Named after	Alexander Stewart Herschel
Vertices	11
Edges	18
Automorphisms	12 (D6)
Properties	Polyhedral Bipartite non-Hamiltonian
Table of graphs and parameters

In graph theory, a branch of mathematics, the Herschel graph is a bipartite undirected graph with 11 vertices and 18 edges. It is a polyhedral graph (the graph of a convex polyhedron), and is the smallest polyhedral graph that does not have a Hamiltonian cycle, a cycle passing through all its vertices. It is named after British astronomer Alexander Stewart Herschel, because of Herschel's studies of Hamiltonian cycles in polyhedral graphs (but not of this graph).

Definition and properties

The Herschel graph has three vertices of degree four and eight vertices of degree three. Each of the three pairs of degree-four vertices form a cycle of four vertices, in which they alternate with two of the degree-three vertices. Each of the two remaining degree-three vertices is adjacent to a degree-three vertex from each of these three cycles.^[1]

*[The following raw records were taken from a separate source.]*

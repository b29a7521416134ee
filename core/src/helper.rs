//! 数据库操作入口
//!
//! [`DbHelper`] 在启动时构造一次（连接池 + 模板加载器 + 参数规则），之后只读共享，
//! 通过 `Arc<DbHelper>` 或引用传给各个请求处理函数。
//!
//! 所有方法都接受可选的 `bind`，用于多数据库场景下指定目标库；为 None 时使用默认库。

use std::collections::HashMap;
use std::future::Future;
use std::pin::Pin;

use crate::bind_value::Params;
use crate::config::HelperConfig;
use crate::db_pool::DbPool;
use crate::error::{DbHelperError, Result};
use crate::named_params::ParamStyle;
use crate::row::{ResultRow, ResultSet};
use crate::session::{PoolSession, Session, TxSession};
use crate::template::{FileTemplateStore, SqlLoader};

#[derive(Debug, Clone)]
pub struct DbHelper {
    default: DbPool,
    binds: HashMap<String, DbPool>,
    loader: SqlLoader,
    style: ParamStyle,
}

impl DbHelper {
    pub fn new(pool: DbPool, loader: SqlLoader) -> Self {
        Self {
            default: pool,
            binds: HashMap::new(),
            loader,
            style: ParamStyle::default(),
        }
    }

    /// 注册一个额外的数据库
    pub fn with_bind(mut self, name: impl Into<String>, pool: DbPool) -> Self {
        self.binds.insert(name.into(), pool);
        self
    }

    pub fn with_param_style(mut self, style: ParamStyle) -> Self {
        self.style = style;
        self
    }

    /// 按配置连接所有数据库并创建基于目录的模板加载器
    pub async fn connect(config: &HelperConfig) -> Result<Self> {
        let pool = DbPool::connect(&config.database_url).await?;
        let store =
            FileTemplateStore::new(&config.sql_dir).with_extension(config.sql_extension.clone());
        let mut helper =
            DbHelper::new(pool, SqlLoader::new(store)).with_param_style(config.param_style());
        for (name, url) in &config.binds {
            tracing::info!(bind = %name, "connecting database bind");
            helper = helper.with_bind(name.clone(), DbPool::connect(url).await?);
        }
        Ok(helper)
    }

    pub fn loader(&self) -> &SqlLoader {
        &self.loader
    }

    /// 按 bind 名选择连接池
    pub fn pool(&self, bind: Option<&str>) -> Result<&DbPool> {
        match bind {
            None => Ok(&self.default),
            Some(name) => self
                .binds
                .get(name)
                .ok_or_else(|| DbHelperError::UnknownBind(name.to_string())),
        }
    }

    /// 连接池会话，可以调用全部 `try_*` 方法
    pub fn session(&self, bind: Option<&str>) -> Result<PoolSession<'_>> {
        Ok(Session::new(
            self.loader.clone(),
            self.style,
            self.pool(bind)?,
        ))
    }

    /// 手动开启事务，需要自行 `commit` 或 `rollback`
    pub async fn begin(&self, bind: Option<&str>) -> Result<TxSession> {
        let tx = self.pool(bind)?.begin().await?;
        Ok(Session::new(self.loader.clone(), self.style, tx))
    }

    /// 在事务中执行闭包
    ///
    /// 闭包返回 Ok 则提交，返回 Err 则回滚并原样返回该错误。
    ///
    /// ```ignore
    /// helper.with_transaction(None, |tx| {
    ///     Box::pin(async move {
    ///         tx.try_execute_update("user", &data, &filter).await?;
    ///         Ok::<_, DbHelperError>(())
    ///     })
    /// }).await?;
    /// ```
    pub async fn with_transaction<F, T, E>(
        &self,
        bind: Option<&str>,
        f: F,
    ) -> std::result::Result<T, E>
    where
        for<'a> F: FnOnce(
            &'a mut TxSession,
        ) -> Pin<Box<dyn Future<Output = std::result::Result<T, E>> + Send + 'a>>,
        E: From<DbHelperError>,
    {
        let mut tx = self.begin(bind).await.map_err(E::from)?;

        match f(&mut tx).await {
            Ok(result) => {
                tx.commit().await.map_err(E::from)?;
                Ok(result)
            }
            Err(e) => {
                // 回滚失败只记录，返回闭包的原始错误
                if let Err(rollback_err) = tx.rollback().await {
                    tracing::warn!(error = %rollback_err, "failed to rollback transaction");
                }
                Err(e)
            }
        }
    }

    /// 更新数据；执行失败返回 `Ok(None)`
    pub async fn execute_update(
        &self,
        table: &str,
        data: &Params,
        filter: &Params,
        bind: Option<&str>,
    ) -> Result<Option<u64>> {
        self.session(bind)?.execute_update(table, data, filter).await
    }

    /// 插入数据，返回新记录 ID；执行失败返回 `Ok(None)`
    ///
    /// PostgreSQL 没有通用的自增 ID，插入成功时返回 `Some(0)`；
    /// 需要区分时请用 `session(bind)?.try_execute_create`，它在 PostgreSQL 上返回 `Ok(None)`。
    pub async fn execute_create(
        &self,
        table: &str,
        data: &Params,
        bind: Option<&str>,
    ) -> Result<Option<i64>> {
        self.session(bind)?.execute_create(table, data).await
    }

    /// 删除数据；执行失败返回 `Ok(None)`
    pub async fn execute_delete(
        &self,
        table: &str,
        filter: &Params,
        logical: bool,
        bind: Option<&str>,
    ) -> Result<Option<u64>> {
        self.session(bind)?
            .execute_delete(table, filter, logical)
            .await
    }

    /// 动态 SQL 查询；执行失败返回空结果
    pub async fn execute_sql(
        &self,
        query_id: &str,
        params: &Params,
        options: &Params,
        bind: Option<&str>,
    ) -> Result<ResultSet> {
        self.session(bind)?
            .execute_sql(query_id, params, options)
            .await
    }

    /// 动态 SQL 查询，执行失败返回错误
    pub async fn try_execute_sql(
        &self,
        query_id: &str,
        params: &Params,
        options: &Params,
        bind: Option<&str>,
    ) -> Result<ResultSet> {
        self.session(bind)?
            .try_execute_sql(query_id, params, options)
            .await
    }

    /// 查询单条记录（忽略分页）；没有数据或执行失败时返回空映射
    pub async fn select_one(
        &self,
        query_id: &str,
        params: &Params,
        options: &Params,
        bind: Option<&str>,
    ) -> Result<ResultRow> {
        self.session(bind)?
            .select_one(query_id, params, options)
            .await
    }

    /// 查询多条记录（支持分页）；执行失败返回空结果
    pub async fn select_all(
        &self,
        query_id: &str,
        params: &Params,
        options: &Params,
        bind: Option<&str>,
    ) -> Result<ResultSet> {
        self.session(bind)?
            .select_all(query_id, params, options)
            .await
    }
}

The Herschel graph is a polyhedral graph; this means that it is a planar graph, one that can be drawn in the plane with none of its edges crossing, and also 3-vertex-connected: the removal of any two of its vertices leaves a connected subgraph.^[2] It is a bipartite graph: its vertices can be separated into two subsets of five and six vertices respectively, such that every edge has an endpoint in each subset (the red and blue subsets in the picture).^[3]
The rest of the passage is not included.